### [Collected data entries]
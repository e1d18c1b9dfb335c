use serde::{Deserialize, Serialize};
use std::path::PathBuf;

use crate::util::{parse_bool_var, parse_csv_var, parse_var};

/// Raw configuration as defined in a TOML file. Durations are humantime
/// strings (`"5s"`, `"250ms"`) resolved by the loader.
#[derive(Debug, Default, Clone, Deserialize, Serialize)]
#[serde(rename_all = "snake_case")]
pub struct FileConfig {
    #[serde(default)]
    pub server: FileServerConfig,
    #[serde(default)]
    pub redis: FileRedisConfig,
    #[serde(default)]
    pub publisher: FilePublisherConfig,
    #[serde(default)]
    pub gateway: FileGatewayConfig,
    pub upstream: Option<FileUpstreamConfig>,
    pub dev_mode: Option<bool>,
}

#[derive(Debug, Default, Clone, Deserialize, Serialize)]
pub struct FileServerConfig {
    #[serde(skip_serializing_if = "Option::is_none")]
    pub host: Option<String>,
    #[serde(skip_serializing_if = "Option::is_none")]
    pub port: Option<u16>,
}

#[derive(Debug, Default, Clone, Deserialize, Serialize)]
pub struct FileRedisConfig {
    #[serde(skip_serializing_if = "Option::is_none")]
    pub url: Option<String>,
    #[serde(skip_serializing_if = "Option::is_none")]
    pub host: Option<String>,
    #[serde(skip_serializing_if = "Option::is_none")]
    pub port: Option<u16>,
    #[serde(skip_serializing_if = "Option::is_none")]
    pub username: Option<String>,
    #[serde(skip_serializing_if = "Option::is_none")]
    pub password: Option<String>,
    #[serde(skip_serializing_if = "Option::is_none")]
    pub password_file: Option<PathBuf>,
    #[serde(skip_serializing_if = "Option::is_none")]
    pub db: Option<i64>,
    #[serde(skip_serializing_if = "Option::is_none")]
    pub connect_retries: Option<usize>,
    #[serde(skip_serializing_if = "Option::is_none")]
    pub connect_backoff_base: Option<String>,
    #[serde(skip_serializing_if = "Option::is_none")]
    pub connect_backoff_max: Option<String>,
}

#[derive(Debug, Default, Clone, Deserialize, Serialize)]
pub struct FilePublisherConfig {
    #[serde(skip_serializing_if = "Option::is_none")]
    pub max_retries: Option<u32>,
    #[serde(skip_serializing_if = "Option::is_none")]
    pub retry_delay: Option<String>,
    #[serde(skip_serializing_if = "Option::is_none")]
    pub backoff_factor: Option<f64>,
    #[serde(skip_serializing_if = "Option::is_none")]
    pub max_delay: Option<String>,
}

#[derive(Debug, Default, Clone, Deserialize, Serialize)]
pub struct FileGatewayConfig {
    #[serde(skip_serializing_if = "Option::is_none")]
    pub namespace: Option<String>,
    #[serde(skip_serializing_if = "Option::is_none")]
    pub outbound_buffer: Option<usize>,
    #[serde(skip_serializing_if = "Option::is_none")]
    pub cors_allowed_origins: Option<Vec<String>>,
}

#[derive(Debug, Clone, Deserialize, Serialize)]
pub struct FileUpstreamConfig {
    pub url: String,
    #[serde(skip_serializing_if = "Option::is_none")]
    pub max_reconnects: Option<u32>,
    #[serde(skip_serializing_if = "Option::is_none")]
    pub reconnect_delay: Option<String>,
}

/// Environment-derived configuration values.
#[derive(Debug, Default, Clone)]
pub struct EnvConfig {
    pub config_path: Option<PathBuf>,
    pub server_host: Option<String>,
    pub server_port: Option<u16>,
    pub redis_url: Option<String>,
    pub redis_host: Option<String>,
    pub redis_port: Option<u16>,
    pub redis_username: Option<String>,
    pub redis_password: Option<String>,
    pub redis_password_file: Option<PathBuf>,
    pub redis_db: Option<i64>,
    pub redis_connect_retries: Option<usize>,
    pub publish_max_retries: Option<u32>,
    pub publish_retry_delay: Option<String>,
    pub publish_backoff_factor: Option<f64>,
    pub publish_max_delay: Option<String>,
    pub gateway_namespace: Option<String>,
    pub gateway_outbound_buffer: Option<usize>,
    pub cors_allowed_origins: Option<Vec<String>>,
    pub upstream_url: Option<String>,
    pub upstream_max_reconnects: Option<u32>,
    pub upstream_reconnect_delay: Option<String>,
    pub dev_mode: Option<bool>,
}

impl EnvConfig {
    pub fn gather() -> Self {
        Self {
            config_path: std::env::var("TIDEWIRE_CONFIG").ok().map(PathBuf::from),
            server_host: std::env::var("SERVER_HOST").ok(),
            server_port: parse_var("SERVER_PORT"),
            redis_url: std::env::var("REDIS_URL")
                .ok()
                .filter(|value| !value.trim().is_empty()),
            redis_host: std::env::var("REDIS_HOST").ok(),
            redis_port: parse_var("REDIS_PORT"),
            redis_username: std::env::var("REDIS_USERNAME").ok(),
            redis_password: std::env::var("REDIS_PASSWORD").ok(),
            redis_password_file: std::env::var("REDIS_PASSWORD_FILE")
                .ok()
                .map(PathBuf::from),
            redis_db: parse_var("REDIS_DB"),
            redis_connect_retries: parse_var("REDIS_CONNECT_RETRIES"),
            publish_max_retries: parse_var("PUBLISH_MAX_RETRIES"),
            publish_retry_delay: std::env::var("PUBLISH_RETRY_DELAY").ok(),
            publish_backoff_factor: parse_var("PUBLISH_BACKOFF_FACTOR"),
            publish_max_delay: std::env::var("PUBLISH_MAX_DELAY").ok(),
            gateway_namespace: std::env::var("GATEWAY_NAMESPACE").ok(),
            gateway_outbound_buffer: parse_var("GATEWAY_OUTBOUND_BUFFER"),
            cors_allowed_origins: parse_csv_var("CORS_ALLOWED_ORIGINS"),
            upstream_url: std::env::var("UPSTREAM_URL")
                .ok()
                .filter(|value| !value.trim().is_empty()),
            upstream_max_reconnects: parse_var("UPSTREAM_MAX_RECONNECTS"),
            upstream_reconnect_delay: std::env::var("UPSTREAM_RECONNECT_DELAY").ok(),
            dev_mode: parse_bool_var("DEV_MODE"),
        }
    }
}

### [Exercise aim]
Output the data in full, precisely as it appears above.

### [Answer to the problem]
repository e1d18c1b9dfb335c
use serde::{Deserialize, Serialize};
use std::path::PathBuf;

use crate::util::{parse_bool_var, parse_csv_var, parse_var};

/// Raw configuration as defined in a TOML file. Durations are humantime
/// strings (`"5s"`, `"250ms"`) resolved by the loader.
#[derive(Debug, Default, Clone, Deserialize, Serialize)]
#[serde(rename_all = "snake_case")]
pub struct FileConfig {
    #[serde(default)]
    pub server: FileServerConfig,
    #[serde(default)]
    pub redis: FileRedisConfig,
    #[serde(default)]
    pub publisher: FilePublisherConfig,
    #[serde(default)]
    pub gateway: FileGatewayConfig,
    pub upstream: Option<FileUpstreamConfig>,
    pub dev_mode: Option<bool>,
}

#[derive(Debug, Default, Clone, Deserialize, Serialize)]
pub struct FileServerConfig {
    #[serde(skip_serializing_if = "Option::is_none")]
    pub host: Option<String>,
    #[serde(skip_serializing_if = "Option::is_none")]
    pub port: Option<u16>,
}

#[derive(Debug, Default, Clone, Deserialize, Serialize)]
pub struct FileRedisConfig {
    #[serde(skip_serializing_if = "Option::is_none")]
    pub url: Option<String>,
    #[serde(skip_serializing_if = "Option::is_none")]
    pub host: Option<String>,
    #[serde(skip_serializing_if = "Option::is_none")]
    pub port: Option<u16>,
    #[serde(skip_serializing_if = "Option::is_none")]
    pub username: Option<String>,
    #[serde(skip_serializing_if = "Option::is_none")]
    pub password: Option<String>,
    #[serde(skip_serializing_if = "Option::is_none")]
    pub password_file: Option<PathBuf>,
    #[serde(skip_serializing_if = "Option::is_none")]
    pub db: Option<i64>,
    #[serde(skip_serializing_if = "Option::is_none")]
    pub connect_retries: Option<usize>,
    #[serde(skip_serializing_if = "Option::is_none")]
    pub connect_backoff_base: Option<String>,
    #[serde(skip_serializing_if = "Option::is_none")]
    pub connect_backoff_max: Option<String>,
}

#[derive(Debug, Default, Clone, Deserialize, Serialize)]
pub struct FilePublisherConfig {
    #[serde(skip_serializing_if = "Option::is_none")]
    pub max_retries: Option<u32>,
    #[serde(skip_serializing_if = "Option::is_none")]
    pub retry_delay: Option<String>,
    #[serde(skip_serializing_if = "Option::is_none")]
    pub backoff_factor: Option<f64>,
    #[serde(skip_serializing_if = "Option::is_none")]
    pub max_delay: Option<String>,
}

#[derive(Debug, Default, Clone, Deserialize, Serialize)]
pub struct FileGatewayConfig {
    #[serde(skip_serializing_if = "Option::is_none")]
    pub namespace: Option<String>,
    #[serde(skip_serializing_if = "Option::is_none")]
    pub outbound_buffer: Option<usize>,
    #[serde(skip_serializing_if = "Option::is_none")]
    pub cors_allowed_origins: Option<Vec<String>>,
}

#[derive(Debug, Clone, Deserialize, Serialize)]
pub struct FileUpstreamConfig {
    pub url: String,
    #[serde(skip_serializing_if = "Option::is_none")]
    pub max_reconnects: Option<u32>,
    #[serde(skip_serializing_if = "Option::is_none")]
    pub reconnect_delay: Option<String>,
}

/// Environment-derived configuration values.
#[derive(Debug, Default, Clone)]
pub struct EnvConfig {
    pub config_path: Option<PathBuf>,
    pub server_host: Option<String>,
    pub server_port: Option<u16>,
    pub redis_url: Option<String>,
    pub redis_host: Option<String>,
    pub redis_port: Option<u16>,
    pub redis_username: Option<String>,
    pub redis_password: Option<String>,
    pub redis_password_file: Option<PathBuf>,
    pub redis_db: Option<i64>,
    pub redis_connect_retries: Option<usize>,
    pub publish_max_retries: Option<u32>,
    pub publish_retry_delay: Option<String>,
    pub publish_backoff_factor: Option<f64>,
    pub publish_max_delay: Option<String>,
    pub gateway_namespace: Option<String>,
    pub gateway_outbound_buffer: Option<usize>,
    pub cors_allowed_origins: Option<Vec<String>>,
    pub upstream_url: Option<String>,
    pub upstream_max_reconnects: Option<u32>,
    pub upstream_reconnect_delay: Option<String>,
    pub dev_mode: Option<bool>,
}

impl EnvConfig {
    pub fn gather() -> Self {
        Self {
            config_path: std::env::var("TIDEWIRE_CONFIG").ok().map(PathBuf::from),
            server_host: std::env::var("SERVER_HOST").ok(),
            server_port: parse_var("SERVER_PORT"),
            redis_url: std::env::var("REDIS_URL")
                .ok()
                .filter(|value| !value.trim().is_empty()),
            redis_host: std::env::var("REDIS_HOST").ok(),
            redis_port: parse_var("REDIS_PORT"),
            redis_username: std::env::var("REDIS_USERNAME").ok(),
            redis_password: std::env::var("REDIS_PASSWORD").ok(),
            redis_password_file: std::env::var("REDIS_PASSWORD_FILE")
                .ok()
                .map(PathBuf::from),
            redis_db: parse_var("REDIS_DB"),
            redis_connect_retries: parse_var("REDIS_CONNECT_RETRIES"),
            publish_max_retries: parse_var("PUBLISH_MAX_RETRIES"),
            publish_retry_delay: std::env::var("PUBLISH_RETRY_DELAY").ok(),
            publish_backoff_factor: parse_var("PUBLISH_BACKOFF_FACTOR"),
            publish_max_delay: std::env::var("PUBLISH_MAX_DELAY").ok(),
            gateway_namespace: std::env::var("GATEWAY_NAMESPACE").ok(),
            gateway_outbound_buffer: parse_var("GATEWAY_OUTBOUND_BUFFER"),
            cors_allowed_origins: parse_csv_var("CORS_ALLOWED_ORIGINS"),
            upstream_url: std::env::var("UPSTREAM_URL")
                .ok()
                .filter(|value| !value.trim().is_empty()),
            upstream_max_reconnects: parse_var("UPSTREAM_MAX_RECONNECTS"),
            upstream_reconnect_delay: std::env::var("UPSTREAM_RECONNECT_DELAY").ok(),
            dev_mode: parse_bool_var("DEV_MODE"),
        }
    }
}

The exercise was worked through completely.